Below are some records. Copy every line in them that holds "UnknownColumn".

(Data supplied):
-*-

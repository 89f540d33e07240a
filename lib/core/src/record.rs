//! Raw gemstone records
//!
//! A [`RawRecord`] is one row of raw attributes as received from a caller.
//! Every column the pipelines know about is named by [`Column`], which also
//! carries the exact wire name used in requests and persisted pipelines.

use serde::{Deserialize, Serialize};
use std::fmt;
use std::path::{Path, PathBuf};
use std::str::FromStr;

use crate::error::{Error, Result};

/// Value type a column holds before preprocessing
#[derive(Debug, Clone, Copy, PartialEq, Eq)]
pub enum ValueType {
    Numeric,
    Categorical,
    ImagePath,
}

/// A named input column
#[derive(Debug, Clone, Copy, PartialEq, Eq, Hash, PartialOrd, Ord, Serialize, Deserialize)]
pub enum Column {
    #[serde(rename = "Weight")]
    Weight,
    #[serde(rename = "X")]
    X,
    #[serde(rename = "Y")]
    Y,
    #[serde(rename = "Z")]
    Z,
    #[serde(rename = "Cut")]
    Cut,
    #[serde(rename = "Polish")]
    Polish,
    #[serde(rename = "Symmetry")]
    Symmetry,
    #[serde(rename = "Clarity")]
    Clarity,
    #[serde(rename = "Colour")]
    Colour,
    #[serde(rename = "Fluorescence")]
    Fluorescence,
    #[serde(rename = "Shape")]
    Shape,
    #[serde(rename = "Colour_IsFancy")]
    ColourIsFancy,
    #[serde(rename = "image_path")]
    ImagePath,
}

impl Column {
    /// The twelve tabular columns, in request order
    pub const TABULAR: [Column; 12] = [
        Column::Weight,
        Column::X,
        Column::Y,
        Column::Z,
        Column::Cut,
        Column::Polish,
        Column::Symmetry,
        Column::Clarity,
        Column::Colour,
        Column::Fluorescence,
        Column::Shape,
        Column::ColourIsFancy,
    ];

    pub fn name(&self) -> &'static str {
        match self {
            Column::Weight => "Weight",
            Column::X => "X",
            Column::Y => "Y",
            Column::Z => "Z",
            Column::Cut => "Cut",
            Column::Polish => "Polish",
            Column::Symmetry => "Symmetry",
            Column::Clarity => "Clarity",
            Column::Colour => "Colour",
            Column::Fluorescence => "Fluorescence",
            Column::Shape => "Shape",
            Column::ColourIsFancy => "Colour_IsFancy",
            Column::ImagePath => "image_path",
        }
    }

    pub fn value_type(&self) -> ValueType {
        match self {
            Column::Weight | Column::X | Column::Y | Column::Z => ValueType::Numeric,
            Column::ImagePath => ValueType::ImagePath,
            _ => ValueType::Categorical,
        }
    }

    /// Raw fallback shown for an absent field: `0.0`, `""`, or `"0"` for the fancy flag
    pub fn default_raw(&self) -> &'static str {
        match self.value_type() {
            ValueType::Numeric => "0.0",
            ValueType::Categorical if *self == Column::ColourIsFancy => "0",
            _ => "",
        }
    }
}

impl fmt::Display for Column {
    fn fmt(&self, f: &mut fmt::Formatter<'_>) -> fmt::Result {
        f.write_str(self.name())
    }
}

impl FromStr for Column {
    type Err = Error;

    fn from_str(s: &str) -> Result<Self> {
        Column::TABULAR
            .iter()
            .chain(std::iter::once(&Column::ImagePath))
            .find(|c| c.name() == s)
            .copied()
            .ok_or_else(|| Error::UnknownColumn(s.to_string()))
    }
}

/// Borrowed view of one cell
#[derive(Debug, Clone, Copy, PartialEq)]
pub enum FieldValue<'a> {
    Number(Option<f64>),
    Text(Option<&'a str>),
    Path(Option<&'a Path>),
}

/// One raw gemstone row
///
/// `None` means the caller did not provide the field. Numeric and categorical
/// `None`s are imputed by the pipeline; the fancy-colour flag falls back to `"0"`.
#[derive(Debug, Clone, Default, PartialEq, Serialize, Deserialize)]
pub struct RawRecord {
    #[serde(rename = "Weight", default)]
    pub weight: Option<f64>,
    #[serde(rename = "X", default)]
    pub x: Option<f64>,
    #[serde(rename = "Y", default)]
    pub y: Option<f64>,
    #[serde(rename = "Z", default)]
    pub z: Option<f64>,
    #[serde(rename = "Cut", default)]
    pub cut: Option<String>,
    #[serde(rename = "Polish", default)]
    pub polish: Option<String>,
    #[serde(rename = "Symmetry", default)]
    pub symmetry: Option<String>,
    #[serde(rename = "Clarity", default)]
    pub clarity: Option<String>,
    #[serde(rename = "Colour", default)]
    pub colour: Option<String>,
    #[serde(rename = "Fluorescence", default)]
    pub fluorescence: Option<String>,
    #[serde(rename = "Shape", default)]
    pub shape: Option<String>,
    #[serde(rename = "Colour_IsFancy", default)]
    pub colour_is_fancy: Option<String>,
    #[serde(rename = "image_path", default)]
    pub image_path: Option<PathBuf>,
}

impl RawRecord {
    pub fn new() -> Self {
        Self::default()
    }

    pub fn get(&self, column: Column) -> FieldValue<'_> {
        match column {
            Column::Weight => FieldValue::Number(self.weight),
            Column::X => FieldValue::Number(self.x),
            Column::Y => FieldValue::Number(self.y),
            Column::Z => FieldValue::Number(self.z),
            Column::Cut => FieldValue::Text(self.cut.as_deref()),
            Column::Polish => FieldValue::Text(self.polish.as_deref()),
            Column::Symmetry => FieldValue::Text(self.symmetry.as_deref()),
            Column::Clarity => FieldValue::Text(self.clarity.as_deref()),
            Column::Colour => FieldValue::Text(self.colour.as_deref()),
            Column::Fluorescence => FieldValue::Text(self.fluorescence.as_deref()),
            Column::Shape => FieldValue::Text(self.shape.as_deref()),
            Column::ColourIsFancy => {
                FieldValue::Text(Some(self.colour_is_fancy.as_deref().unwrap_or("0")))
            }
            Column::ImagePath => FieldValue::Path(self.image_path.as_deref()),
        }
    }

    /// Numeric cell; NaN is reported as missing
    pub fn number(&self, column: Column) -> Result<Option<f64>> {
        match self.get(column) {
            FieldValue::Number(v) => Ok(v.filter(|x| !x.is_nan())),
            _ => Err(Error::ColumnType {
                column: column.name().to_string(),
                expected: "numeric",
            }),
        }
    }

    /// Categorical cell; an empty or blank string is reported as missing
    pub fn text(&self, column: Column) -> Result<Option<&str>> {
        match self.get(column) {
            FieldValue::Text(v) => Ok(v.filter(|s| !s.trim().is_empty())),
            _ => Err(Error::ColumnType {
                column: column.name().to_string(),
                expected: "categorical",
            }),
        }
    }

    pub fn image_path(&self) -> Option<&Path> {
        self.image_path.as_deref()
    }

    pub fn set_number(&mut self, column: Column, value: Option<f64>) -> Result<()> {
        let slot = match column {
            Column::Weight => &mut self.weight,
            Column::X => &mut self.x,
            Column::Y => &mut self.y,
            Column::Z => &mut self.z,
            _ => {
                return Err(Error::ColumnType {
                    column: column.name().to_string(),
                    expected: "numeric",
                })
            }
        };
        *slot = value;
        Ok(())
    }

    pub fn set_text(&mut self, column: Column, value: Option<String>) -> Result<()> {
        let slot = match column {
            Column::Cut => &mut self.cut,
            Column::Polish => &mut self.polish,
            Column::Symmetry => &mut self.symmetry,
            Column::Clarity => &mut self.clarity,
            Column::Colour => &mut self.colour,
            Column::Fluorescence => &mut self.fluorescence,
            Column::Shape => &mut self.shape,
            Column::ColourIsFancy => &mut self.colour_is_fancy,
            _ => {
                return Err(Error::ColumnType {
                    column: column.name().to_string(),
                    expected: "categorical",
                })
            }
        };
        *slot = value;
        Ok(())
    }

    #[must_use]
    pub fn with_number(mut self, column: Column, value: f64) -> Self {
        let result = self.set_number(column, Some(value));
        debug_assert!(result.is_ok(), "with_number on {}: {:?}", column, result);
        self
    }

    #[must_use]
    pub fn with_text(mut self, column: Column, value: impl Into<String>) -> Self {
        let result = self.set_text(column, Some(value.into()));
        debug_assert!(result.is_ok(), "with_text on {}: {:?}", column, result);
        self
    }

    #[must_use]
    pub fn with_image_path(mut self, path: impl Into<PathBuf>) -> Self {
        self.image_path = Some(path.into());
        self
    }

    /// Raw value rendered for logs, with absent fields shown as their fallback
    pub fn display_value(&self, column: Column) -> String {
        match self.get(column) {
            FieldValue::Number(Some(v)) => v.to_string(),
            FieldValue::Text(Some(s)) => s.to_string(),
            FieldValue::Path(Some(p)) => p.display().to_string(),
            _ => column.default_raw().to_string(),
        }
    }
}

#[cfg(test)]
mod tests {
    use super::*;

    #[test]
    fn test_column_names_roundtrip() {
        for column in Column::TABULAR {
            assert_eq!(column.name().parse::<Column>().unwrap(), column);
        }
        assert_eq!("image_path".parse::<Column>().unwrap(), Column::ImagePath);
        assert!(matches!("Depth".parse::<Column>(), Err(Error::UnknownColumn(_))));
    }

    #[test]
    fn test_missing_fields() {
        let record = RawRecord::new().with_text(Column::Cut, "  ");
        assert_eq!(record.number(Column::Weight).unwrap(), None);
        assert_eq!(record.text(Column::Cut).unwrap(), None);
        assert_eq!(record.text(Column::ColourIsFancy).unwrap(), Some("0"));
        assert_eq!(record.display_value(Column::Weight), "0.0");
        assert_eq!(record.display_value(Column::Shape), "");
    }

    #[test]
    fn test_nan_is_missing() {
        let record = RawRecord::new().with_number(Column::X, f64::NAN);
        assert_eq!(record.number(Column::X).unwrap(), None);
    }

    #[test]
    fn test_type_checks() {
        let record = RawRecord::new();
        assert!(matches!(
            record.number(Column::Cut),
            Err(Error::ColumnType { expected: "numeric", .. })
        ));
        assert!(record.text(Column::Weight).is_err());

        let mut record = RawRecord::new();
        assert!(record.set_text(Column::Z, Some("1".into())).is_err());
        assert!(record.set_number(Column::Shape, Some(1.0)).is_err());
    }

    #[test]
    #[cfg(debug_assertions)]
    #[should_panic(expected = "with_number on Shape")]
    fn test_builder_rejects_wrong_column_type() {
        let _ = RawRecord::new().with_number(Column::Shape, 1.0);
    }

    #[test]
    fn test_serde_uses_wire_names() {
        let record = RawRecord::new()
            .with_number(Column::Weight, 0.9)
            .with_text(Column::ColourIsFancy, "1");
        let json = serde_json::to_value(&record).unwrap();
        assert_eq!(json["Weight"], 0.9);
        assert_eq!(json["Colour_IsFancy"], "1");
    }
}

-*-

(Exercise response):
            .ok_or_else(|| Error::UnknownColumn(s.to_string()))
        assert!(matches!("Depth".parse::<Column>(), Err(Error::UnknownColumn(_))));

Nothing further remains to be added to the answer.